The presenters talked about some of the ideas that were implemented to get the right amount of efficiency out of 100 square feet. Their goal was to optimize design repetition as CCBD was increasing the number of rooms. Some of the key points were having a flexible approach to casegoods (slim profiles keep the footprint small) and reconfiguration of zoning patterns (positioning the caregiver adjacent to the entryway, combining the patient and family zones).

How do you best utilize that tiny space? Especially when you're working with an even smaller footprint sometimes? Schmidt brought the idea of putting together feedback teams made up of staff and family members. A mock-up of the room translated better in this type of situation than Building Information Modeling. Brainstorming revealed some parallel thinking between staff and family but on some points the opinions were varied.

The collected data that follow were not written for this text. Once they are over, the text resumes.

//! Policy tree taxonomy
//!
//! A [`PolicyNode`] is a closed sum type: every variant carries exactly
//! the payload it needs and nothing else. Nodes are plain immutable
//! values, built by configuration code and compiled on demand.
//!
//! The serialized form is externally tagged, one key per node:
//!
//! ```json
//! { "Composite": { "bool_op": "OR", "args": [
//!     { "DirectOwner": { "entity_field": "owner_id" } },
//!     "AllowAll"
//! ] } }
//! ```

use serde::{Deserialize, Serialize};
use serde_json::Value;
use std::borrow::Cow;

use rls_common::error::{Error, Result};

/// Node of a row-level policy tree
#[derive(Debug, Clone, PartialEq, Eq, Serialize, Deserialize)]
pub enum PolicyNode {
    /// Row column equals the current actor
    DirectOwner(DirectOwnerPolicy),
    /// Any of several row columns equals the current actor
    DirectOwnerAny(DirectOwnerAnyPolicy),
    /// Actor holds a membership in a scope
    Membership(MembershipPolicy),
    /// Actor holds a membership on the entity referenced by a row column
    MembershipByField(MembershipByFieldPolicy),
    /// Like `MembershipByField`, resolved through an intermediate table
    MembershipByJoin(MembershipByJoinPolicy),
    /// Actor is linked to the row through the organization closure table
    OrgHierarchy(OrgHierarchyPolicy),
    /// Row is inside its validity window
    Temporal(TemporalPolicy),
    /// Row is published
    Publishable(PublishablePolicy),
    /// Actor is a member of an array column on the row
    ArrayContainsActor(ArrayContainsActorPolicy),
    /// Actor is a member of an array column on a related table
    ArrayContainsActorByJoin(ArrayContainsActorByJoinPolicy),
    AllowAll,
    DenyAll,
    /// Boolean combination of child policies
    Composite(CompositePolicy),
}

#[derive(Debug, Clone, PartialEq, Eq, Serialize, Deserialize)]
#[serde(deny_unknown_fields)]
pub struct DirectOwnerPolicy {
    pub entity_field: String,
}

#[derive(Debug, Clone, PartialEq, Eq, Serialize, Deserialize)]
#[serde(deny_unknown_fields)]
pub struct DirectOwnerAnyPolicy {
    #[serde(default)]
    pub entity_fields: Vec<String>,
}

/// Membership scope, either a numeric code or a scope name
#[derive(Debug, Clone, PartialEq, Eq, Serialize, Deserialize)]
#[serde(untagged)]
pub enum MembershipType {
    Code(i64),
    Name(String),
}

impl MembershipType {
    pub const APP: MembershipType = MembershipType::Code(1);
    pub const ORG: MembershipType = MembershipType::Code(2);
    pub const GROUP: MembershipType = MembershipType::Code(3);

    /// Scope name used to locate the membership-reference table
    #[must_use]
    pub fn scope_name(&self) -> Cow<'_, str> {
        match self {
            MembershipType::Code(1) => Cow::Borrowed("app"),
            MembershipType::Code(2) => Cow::Borrowed("org"),
            MembershipType::Code(3) => Cow::Borrowed("group"),
            MembershipType::Code(code) => Cow::Owned(format!("type_{code}")),
            MembershipType::Name(name) => Cow::Borrowed(name),
        }
    }
}

impl Default for MembershipType {
    fn default() -> Self {
        Self::ORG
    }
}

/// How `is_admin` and `is_owner` combine when both are requested
#[derive(Debug, Clone, Copy, PartialEq, Eq, Default, Serialize, Deserialize)]
#[serde(rename_all = "lowercase")]
pub enum AdminOwnerLogic {
    And,
    #[default]
    Or,
}

#[derive(Debug, Clone, PartialEq, Eq, Serialize, Deserialize)]
#[serde(deny_unknown_fields)]
pub struct MembershipPolicy {
    pub membership_type: MembershipType,
    #[serde(default, skip_serializing_if = "Option::is_none")]
    pub permission: Option<String>,
    #[serde(default, skip_serializing_if = "Option::is_none")]
    pub permissions: Option<Vec<String>>,
    #[serde(default, skip_serializing_if = "Option::is_none")]
    pub is_admin: Option<bool>,
    #[serde(default, skip_serializing_if = "Option::is_none")]
    pub is_owner: Option<bool>,
    #[serde(default)]
    pub admin_owner_logic: AdminOwnerLogic,
}

#[derive(Debug, Clone, PartialEq, Eq, Serialize, Deserialize)]
#[serde(deny_unknown_fields)]
pub struct MembershipByFieldPolicy {
    pub entity_field: String,
    #[serde(default, skip_serializing_if = "Option::is_none")]
    pub membership_type: Option<MembershipType>,
    #[serde(default, skip_serializing_if = "Option::is_none")]
    pub permission: Option<String>,
    #[serde(default, skip_serializing_if = "Option::is_none")]
    pub permissions: Option<Vec<String>>,
    #[serde(default, skip_serializing_if = "Option::is_none")]
    pub is_admin: Option<bool>,
    #[serde(default, skip_serializing_if = "Option::is_none")]
    pub is_owner: Option<bool>,
    #[serde(default)]
    pub admin_owner_logic: AdminOwnerLogic,
}

#[derive(Debug, Clone, PartialEq, Eq, Serialize, Deserialize)]
#[serde(deny_unknown_fields)]
pub struct MembershipByJoinPolicy {
    pub entity_field: String,
    #[serde(default, skip_serializing_if = "Option::is_none")]
    pub membership_type: Option<MembershipType>,
    /// Opaque table id, resolved through the compile context
    #[serde(default, skip_serializing_if = "Option::is_none")]
    pub join_table_id: Option<String>,
    #[serde(default, skip_serializing_if = "Option::is_none")]
    pub join_schema: Option<String>,
    #[serde(default, skip_serializing_if = "Option::is_none")]
    pub join_table: Option<String>,
    /// Opaque field id, resolved through the compile context
    #[serde(default, skip_serializing_if = "Option::is_none")]
    pub join_field_id: Option<String>,
    #[serde(default, skip_serializing_if = "Option::is_none")]
    pub join_field: Option<String>,
    #[serde(default, skip_serializing_if = "Option::is_none")]
    pub permission: Option<String>,
    #[serde(default, skip_serializing_if = "Option::is_none")]
    pub permissions: Option<Vec<String>>,
    #[serde(default, skip_serializing_if = "Option::is_none")]
    pub is_admin: Option<bool>,
    #[serde(default, skip_serializing_if = "Option::is_none")]
    pub is_owner: Option<bool>,
    #[serde(default)]
    pub admin_owner_logic: AdminOwnerLogic,
}

/// Membership constraints shared by the three membership variants
#[derive(Debug, Clone, Copy)]
pub struct MembershipCriteria<'a> {
    pub permission: Option<&'a str>,
    pub permissions: &'a [String],
    pub is_admin: bool,
    pub is_owner: bool,
    pub admin_owner_logic: AdminOwnerLogic,
}

impl MembershipCriteria<'_> {
    /// Requested permission names, deduplicated, in declaration order
    #[must_use]
    pub fn permission_names(&self) -> Vec<String> {
        let mut names: Vec<String> = Vec::new();
        for name in self
            .permission
            .into_iter()
            .chain(self.permissions.iter().map(String::as_str))
        {
            if !names.iter().any(|n| n == name) {
                names.push(name.to_string());
            }
        }
        names
    }
}

macro_rules! membership_criteria {
    ($($policy:ty),+) => {
        $(
            impl $policy {
                #[must_use]
                pub fn criteria(&self) -> MembershipCriteria<'_> {
                    MembershipCriteria {
                        permission: self.permission.as_deref(),
                        permissions: self.permissions.as_deref().unwrap_or_default(),
                        is_admin: self.is_admin == Some(true),
                        is_owner: self.is_owner == Some(true),
                        admin_owner_logic: self.admin_owner_logic,
                    }
                }
            }
        )+
    };
}

membership_criteria!(MembershipPolicy, MembershipByFieldPolicy, MembershipByJoinPolicy);

#[derive(Debug, Clone, Copy, PartialEq, Eq, Serialize, Deserialize)]
#[serde(rename_all = "lowercase")]
pub enum HierarchyDirection {
    /// Subordinate sees managers
    Up,
    /// Manager sees subordinates
    Down,
}

#[derive(Debug, Clone, PartialEq, Eq, Serialize, Deserialize)]
#[serde(deny_unknown_fields)]
pub struct OrgHierarchyPolicy {
    pub direction: HierarchyDirection,
    #[serde(default = "default_entity_field")]
    pub entity_field: String,
    pub anchor_field: String,
    #[serde(default, skip_serializing_if = "Option::is_none")]
    pub max_depth: Option<u32>,
}

fn default_entity_field() -> String {
    "entity_id".to_string()
}

#[derive(Debug, Clone, PartialEq, Eq, Serialize, Deserialize)]
#[serde(deny_unknown_fields)]
pub struct TemporalPolicy {
    #[serde(default, skip_serializing_if = "Option::is_none")]
    pub valid_from_field: Option<String>,
    #[serde(default, skip_serializing_if = "Option::is_none")]
    pub valid_until_field: Option<String>,
    #[serde(default = "default_true")]
    pub valid_from_inclusive: bool,
    #[serde(default)]
    pub valid_until_inclusive: bool,
}

impl Default for TemporalPolicy {
    fn default() -> Self {
        Self {
            valid_from_field: None,
            valid_until_field: None,
            valid_from_inclusive: true,
            valid_until_inclusive: false,
        }
    }
}

#[derive(Debug, Clone, PartialEq, Eq, Serialize, Deserialize)]
#[serde(deny_unknown_fields)]
pub struct PublishablePolicy {
    #[serde(default = "default_is_published_field")]
    pub is_published_field: String,
    #[serde(default = "default_published_at_field")]
    pub published_at_field: String,
    #[serde(default = "default_true")]
    pub require_published_at: bool,
}

impl Default for PublishablePolicy {
    fn default() -> Self {
        Self {
            is_published_field: default_is_published_field(),
            published_at_field: default_published_at_field(),
            require_published_at: true,
        }
    }
}

fn default_is_published_field() -> String {
    "is_published".to_string()
}

fn default_published_at_field() -> String {
    "published_at".to_string()
}

fn default_true() -> bool {
    true
}

#[derive(Debug, Clone, PartialEq, Eq, Serialize, Deserialize)]
#[serde(deny_unknown_fields)]
pub struct ArrayContainsActorPolicy {
    pub array_field: String,
}

#[derive(Debug, Clone, PartialEq, Eq, Serialize, Deserialize)]
#[serde(deny_unknown_fields)]
pub struct ArrayContainsActorByJoinPolicy {
    pub owned_schema: String,
    pub owned_table: String,
    /// Array column on the owned table holding actor ids
    pub owned_table_key: String,
    /// Column on the owned table referencing this row
    pub owned_table_ref_key: String,
    /// Column on this row referenced by the owned table
    pub this_object_key: String,
}

#[derive(Debug, Clone, Copy, PartialEq, Eq, Serialize, Deserialize)]
pub enum BoolOp {
    #[serde(rename = "AND", alias = "AND_EXPR")]
    And,
    #[serde(rename = "OR", alias = "OR_EXPR")]
    Or,
    #[serde(rename = "NOT", alias = "NOT_EXPR")]
    Not,
}

impl BoolOp {
    #[must_use]
    pub fn keyword(self) -> &'static str {
        match self {
            BoolOp::And => "AND",
            BoolOp::Or => "OR",
            BoolOp::Not => "NOT",
        }
    }
}

#[derive(Debug, Clone, PartialEq, Eq, Serialize, Deserialize)]
#[serde(deny_unknown_fields)]
pub struct CompositePolicy {
    pub bool_op: BoolOp,
    #[serde(default)]
    pub args: Vec<PolicyNode>,
}

impl PolicyNode {
    /// Every tag of the taxonomy, as written in configuration
    pub const TAGS: [&'static str; 13] = [
        "DirectOwner",
        "DirectOwnerAny",
        "Membership",
        "MembershipByField",
        "MembershipByJoin",
        "OrgHierarchy",
        "Temporal",
        "Publishable",
        "ArrayContainsActor",
        "ArrayContainsActorByJoin",
        "AllowAll",
        "DenyAll",
        "Composite",
    ];

    #[must_use]
    pub fn tag(&self) -> &'static str {
        match self {
            PolicyNode::DirectOwner(_) => "DirectOwner",
            PolicyNode::DirectOwnerAny(_) => "DirectOwnerAny",
            PolicyNode::Membership(_) => "Membership",
            PolicyNode::MembershipByField(_) => "MembershipByField",
            PolicyNode::MembershipByJoin(_) => "MembershipByJoin",
            PolicyNode::OrgHierarchy(_) => "OrgHierarchy",
            PolicyNode::Temporal(_) => "Temporal",
            PolicyNode::Publishable(_) => "Publishable",
            PolicyNode::ArrayContainsActor(_) => "ArrayContainsActor",
            PolicyNode::ArrayContainsActorByJoin(_) => "ArrayContainsActorByJoin",
            PolicyNode::AllowAll => "AllowAll",
            PolicyNode::DenyAll => "DenyAll",
            PolicyNode::Composite(_) => "Composite",
        }
    }

    /// Build a node from its serialized form.
    ///
    /// # Errors
    /// Returns `UnsupportedNodeType` when any node in the tree carries a tag
    /// outside the taxonomy, and `InvalidPolicy` for malformed payloads.
    pub fn from_value(value: Value) -> Result<Self> {
        check_tags(&value)?;
        serde_json::from_value(value).map_err(|e| Error::InvalidPolicy(e.to_string()))
    }

    /// Parse a node from JSON text.
    ///
    /// # Errors
    /// See [`PolicyNode::from_value`].
    pub fn from_json(json: &str) -> Result<Self> {
        let value: Value = serde_json::from_str(json)?;
        Self::from_value(value)
    }

    pub fn direct_owner(entity_field: &str) -> Self {
        PolicyNode::DirectOwner(DirectOwnerPolicy {
            entity_field: entity_field.to_string(),
        })
    }

    pub fn direct_owner_any(entity_fields: &[&str]) -> Self {
        PolicyNode::DirectOwnerAny(DirectOwnerAnyPolicy {
            entity_fields: entity_fields.iter().map(|f| (*f).to_string()).collect(),
        })
    }

    pub fn and(args: Vec<PolicyNode>) -> Self {
        PolicyNode::Composite(CompositePolicy {
            bool_op: BoolOp::And,
            args,
        })
    }

    pub fn or(args: Vec<PolicyNode>) -> Self {
        PolicyNode::Composite(CompositePolicy {
            bool_op: BoolOp::Or,
            args,
        })
    }

    pub fn not(arg: PolicyNode) -> Self {
        PolicyNode::Composite(CompositePolicy {
            bool_op: BoolOp::Not,
            args: vec![arg],
        })
    }
}

/// Walk a serialized tree and reject tags outside the taxonomy
fn check_tags(value: &Value) -> Result<()> {
    let (tag, payload) = match value {
        Value::String(tag) => (tag.as_str(), None),
        Value::Object(map) if map.len() == 1 => match map.iter().next() {
            Some((tag, payload)) => (tag.as_str(), Some(payload)),
            None => return Err(Error::InvalidPolicy("empty policy node".to_string())),
        },
        other => {
            return Err(Error::InvalidPolicy(format!(
                "expected a tag or a single-key object, got {other}"
            )))
        }
    };

    if !PolicyNode::TAGS.contains(&tag) {
        return Err(Error::UnsupportedNodeType(tag.to_string()));
    }

    if tag == "Composite" {
        if let Some(args) = payload.and_then(|p| p.get("args")).and_then(Value::as_array) {
            for arg in args {
                check_tags(arg)?;
            }
        }
    }

    Ok(())
}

In the end what was achieved satisfied the staff, the family and patients, and CCDB. The new layout gave better lines of visibility, chairs with greater comfort and counterspace for children to use for recreation, a simplified workzone with the sink located near the door, relocation of seating and the exam table, and blue mood lighting to help soothe agitated children.

For parents and children who have to spend lengthy times in this setting, it was imperative that the design attend to their needs and allow the caregiver to be able to help the patient in an environment in which they felt comfortable. Bringing in the family and staff input seems like a simple enough idea but somehow sometimes those that actually use the space get lost in the shuffle and get pushed to the back until after the project is already finished and by that time the feeling of connectedness between the healthcare facility, care provider, and patient has already been lost or as Leissner succintly put it, "Get it Right the First Time!"